ERRORS FROM LOG FILE:
11:59:51.731 [28259] <2> onlfi_vfms_logf: INF - do_thaw: Retrieving snapshots returned  0. 1 snapshots were found.
11:59:51.731 [28259] <2> onlfi_vfms_logf: INF - do_thaw: Snapshot name=NBU_SNAPSHOT densyma02p 1439401488, mor=snapshot-5265965
11:59:51.731 [28259] <2> onlfi_vfms_logf: INF - vmwareLogger: Thread <1> acquired lock in removeVirtualMachineSnapshot, level 1
11:59:51.732 [28259] <2> onlfi_vfms_logf: INF - vmwareLogger: removeVirtualMachineSnapshot: <InvalidRequestFault xmlns="urn:vim25" xsi:type="InvalidRequest"></InvalidRequestFault>
11:59:51.733 [28259] <2> onlfi_vfms_logf: INF - vmwareLogger: removeVirtualMachineSnapshot: Starting ns2:RemoveSnapshotRequestType dump.
11:59:51.733 [28259] <2> onlfi_vfms_logf: INF - vmwareLogger: <?xml version="1.0" encoding="UTF-8"?>
<ns2:RemoveSnapshotRequestType xsi:type="ns2:RemoveSnapshotRequestType"><ns2:_this xsi:type="ns2:ManagedObjectReference" type="VirtualMachineSnapshot">snapshot-5265965</ns2:_this><ns2:removeChildre
n>false</ns2:removeChildren><ns2:consolidate>true</ns2:consolida
11:59:51.733 [28259] <2> onlfi_vfms_logf: INF - vmwareLogger: te></ns2:RemoveSnapshotRequestType>
11:59:51.733 [28259] <2> onlfi_vfms_logf: INF - vmwareLogger: removeVirtualMachineSnapshot: Completed ns2:RemoveSnapshotRequestType dump.
11:59:51.733 [28259] <2> onlfi_vfms_logf: INF - vmwareLogger: removeVirtualMachineSnapshot: SYM_VMC_ERROR:  SOAP_ERROR
11:59:51.733 [28259] <2> onlfi_vfms_logf: INF - vmwareLogger: Thread <1> releasing lock in removeVirtualMachineSnapshot, level 1
11:59:51.733 [28259] <2> onlfi_vfms_logf: INF - do_thaw: vmcRemoveSnapshot returned 6

Subsequent backups fail due to the old snapshot being orphaned.  I have to manually go in and delete the orphaned snapshots, then I can get another good backup... which promptly leaves another orphaned snapshot.

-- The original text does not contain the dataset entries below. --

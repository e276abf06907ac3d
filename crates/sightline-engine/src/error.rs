//! Error types for the engine binary.
//!
//! [`EngineError`] wraps every failure mode of startup and the run loop so
//! `main` can propagate with `?`.

/// Top-level error for the engine binary.
#[derive(Debug, thiserror::Error)]
pub enum EngineError {
    /// Configuration loading failed.
    #[error("config error: {source}")]
    Config {
        /// The underlying config error.
        #[from]
        source: sightline_core::config::ConfigError,
    },

    /// A world operation failed.
    #[error("world error: {source}")]
    World {
        /// The underlying world error.
        #[from]
        source: sightline_world::WorldError,
    },

    /// The core runtime could not be assembled.
    #[error("runtime error: {source}")]
    Runtime {
        /// The underlying runtime error.
        #[from]
        source: sightline_core::runtime::RuntimeError,
    },

    /// The logging subscriber could not be installed.
    #[error("logging error: {message}")]
    Logging {
        /// Description of the failure.
        message: String,
    },

    /// The demo population could not be laid out.
    #[error("spawner error: {message}")]
    Spawner {
        /// Description of the failure.
        message: String,
    },
}
//! Process-lifetime wiring of the core services.
//!
//! [`Runtime`] owns the world grid, the refresh scheduler, the engagement
//! tracker, and the hook factory. It is built once at startup, handed to
//! whoever needs it, started once, and stopped once at shutdown. Nothing
//! here is reachable through global state, so tests can build as many
//! isolated instances as they like.

use std::sync::Arc;

use sightline_types::{ObjectId, ObjectKind, RegionId};
use sightline_world::{ObjectBuilder, PartitionService, Position, WorldError, WorldGrid, WorldObject};
use tracing::info;

use crate::config::{ConfigError, SightlineConfig};
use crate::engagement::EngagementTracker;
use crate::hooks::HookFactory;
use crate::notify::Notifier;
use crate::refresh::{FailedRegionSet, KnownListRefresher};
use crate::service::ServiceHandle;

/// Errors raised while assembling a [`Runtime`].
#[derive(Debug, thiserror::Error)]
pub enum RuntimeError {
    /// The configuration failed validation.
    #[error("runtime config rejected: {source}")]
    Config {
        /// The validation error.
        #[from]
        source: ConfigError,
    },

    /// The world grid could not be built.
    #[error("world grid rejected: {source}")]
    World {
        /// The grid construction error.
        #[from]
        source: WorldError,
    },
}

/// The assembled core: world, scheduler, and tracker.
#[derive(Debug)]
pub struct Runtime {
    /// Configuration the runtime was built from.
    config: SightlineConfig,
    /// The world partition.
    grid: Arc<WorldGrid>,
    /// Known-list refresh scheduler.
    refresher: Arc<KnownListRefresher>,
    /// Attack-stance tracker.
    engagement: Arc<EngagementTracker>,
    /// Per-kind known-list hooks.
    hooks: HookFactory,
}

/// Handles of the two running background services.
#[derive(Debug)]
pub struct RunningServices {
    /// Known-list refresh loop.
    refresh: ServiceHandle,
    /// Engagement sweep loop.
    engagement: ServiceHandle,
}

impl RunningServices {
    /// Stop both services and wait for them to exit.
    pub async fn shutdown(self) {
        self.refresh.shutdown().await;
        self.engagement.shutdown().await;
        info!("core services stopped");
    }
}

impl Runtime {
    /// Build the grid and services described by `config`.
    ///
    /// # Errors
    ///
    /// Returns [`RuntimeError::Config`] if `config` fails
    /// [`SightlineConfig::validate`], or [`RuntimeError::World`] if the
    /// grid cannot be created.
    pub fn new(config: SightlineConfig, notifier: Arc<dyn Notifier>) -> Result<Self, RuntimeError> {
        config.validate()?;
        let grid = Arc::new(WorldGrid::new(
            config.world.width,
            config.world.height,
            config.world.cell_size,
        )?);
        let refresher = Arc::new(KnownListRefresher::new(
            Arc::clone(&grid) as Arc<dyn PartitionService>,
            Arc::new(FailedRegionSet::new()),
            &config.refresh,
            config.policy,
        ));
        let engagement = Arc::new(EngagementTracker::new(
            &config.engagement,
            Arc::clone(&notifier),
        ));
        let hooks = HookFactory::new(config.policy, notifier);

        info!(
            width = grid.width(),
            height = grid.height(),
            cell_size = grid.cell_size(),
            regions = grid.regions().len(),
            "core runtime assembled"
        );

        Ok(Self {
            config,
            grid,
            refresher,
            engagement,
            hooks,
        })
    }

    /// Return the configuration.
    pub const fn config(&self) -> &SightlineConfig {
        &self.config
    }

    /// Return the world grid.
    pub const fn grid(&self) -> &Arc<WorldGrid> {
        &self.grid
    }

    /// Return the refresh scheduler.
    pub const fn refresher(&self) -> &Arc<KnownListRefresher> {
        &self.refresher
    }

    /// Return the engagement tracker.
    pub const fn engagement(&self) -> &Arc<EngagementTracker> {
        &self.engagement
    }

    /// Start an object builder with the known-list hooks for `kind`.
    pub fn object(&self, id: ObjectId, kind: ObjectKind) -> ObjectBuilder {
        WorldObject::builder(id, kind).hooks(self.hooks.for_kind(kind))
    }

    /// Start both background services on the current tokio runtime.
    pub fn start(&self) -> RunningServices {
        let refresh = self.refresher.start(&self.config.refresh);
        let engagement = self.engagement.start(&self.config.engagement);
        info!("core services started");
        RunningServices {
            refresh,
            engagement,
        }
    }

    /// Place `object` into the world.
    ///
    /// # Errors
    ///
    /// Propagates [`WorldError`] from the grid.
    pub fn spawn(&self, object: &Arc<WorldObject>, position: Position) -> Result<RegionId, WorldError> {
        self.grid.spawn(object, position)
    }

    /// Remove `object` from the world. Every object that knows it forgets
    /// it, its own known list is cleared, and its attack stance is dropped.
    ///
    /// # Errors
    ///
    /// Returns [`WorldError::NotSpawned`] if the object is not in the world.
    pub fn despawn(&self, object: &Arc<WorldObject>) -> Result<(), WorldError> {
        self.grid.despawn(object)?;
        if object.kind() != ObjectKind::Companion {
            self.engagement.clear_engaged(object);
        }
        Ok(())
    }
}

#[cfg(test)]
#[allow(clippy::unwrap_used)]
mod tests {
    use sightline_types::Intention;

    use super::*;
    use crate::notify::NullNotifier;

    fn runtime() -> Runtime {
        let mut config = SightlineConfig::default();
        config.world.width = 3;
        config.world.height = 3;
        config.world.cell_size = 100;
        Runtime::new(config, Arc::new(NullNotifier)).unwrap()
    }

    #[test]
    fn objects_get_hooks_for_their_kind() {
        let runtime = runtime();
        let guard = runtime.object(ObjectId(1), ObjectKind::Guard).build();
        let outlaw = runtime
            .object(ObjectId(2), ObjectKind::Player)
            .reputation(-5)
            .build();
        assert!(guard.add_known_object(&outlaw));
        assert_eq!(guard.intention(), Some(Intention::Active));
    }

    #[test]
    fn despawn_clears_the_attack_stance() {
        let runtime = runtime();
        let player = runtime.object(ObjectId(1), ObjectKind::Player).build();
        runtime.spawn(&player, Position::new(50, 50, 0)).unwrap();
        runtime.engagement().mark_engaged(&player);

        runtime.despawn(&player).unwrap();
        assert!(!runtime.engagement().is_engaged(&player));
        assert!(runtime.despawn(&player).is_err());
    }

    #[test]
    fn invalid_grid_is_rejected() {
        let mut config = SightlineConfig::default();
        config.world.cell_size = 0;
        assert!(matches!(
            Runtime::new(config, Arc::new(NullNotifier)),
            Err(RuntimeError::Config { .. })
        ));

        let mut config = SightlineConfig::default();
        config.world.width = u32::MAX;
        config.world.height = 2;
        assert!(matches!(
            Runtime::new(config, Arc::new(NullNotifier)),
            Err(RuntimeError::World { .. })
        ));
    }

    #[test]
    fn zero_service_intervals_are_rejected() {
        let mut config = SightlineConfig::default();
        config.refresh.interval_ms = 0;
        assert!(matches!(
            Runtime::new(config, Arc::new(NullNotifier)),
            Err(RuntimeError::Config { .. })
        ));

        let mut config = SightlineConfig::default();
        config.engagement.sweep_interval_ms = 0;
        let err = Runtime::new(config, Arc::new(NullNotifier)).unwrap_err();
        assert!(err.to_string().contains("engagement.sweep_interval_ms"));
    }
}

Support has been somewhat helpful, but at this point they are saying things point to VMware... and I don't really know where to start looking.  I'm somewhat hopeful since it is easily reproducable, but since the "official" word is that 4.1 is not supported in conjuction with 7.6.1 I'm not overly confident.

Anyone run into anything similar?

  • More pertinent info - I have created a role in VMware with FULL privileges, and that did not have any effect on this issue.  Still unable to remove snapshots.  To add to the strangeness - I can login with my NetBackup service account into vCenter and create/delete snapshots on these VMs without a problem.  It looks like some sort of communication issue between 7.6.1.2 and vCenter 4.1.

  • Bottom line is the version of vcenter is not supported. Symantec wont further if something is out of support.

    To get to know the *reason* behind the unsuccessful removal of the snapshot we need to get a set of logs and analyze them.

    There are several questions which we need to answer before we get into any t/s direction - 

    1. Do you see a delete snapshot operation in the vcenter while Netbackup finishes backup. 

    2. What is the state of the backup is you run it after deleting the shapshot. Successful/partial/fail?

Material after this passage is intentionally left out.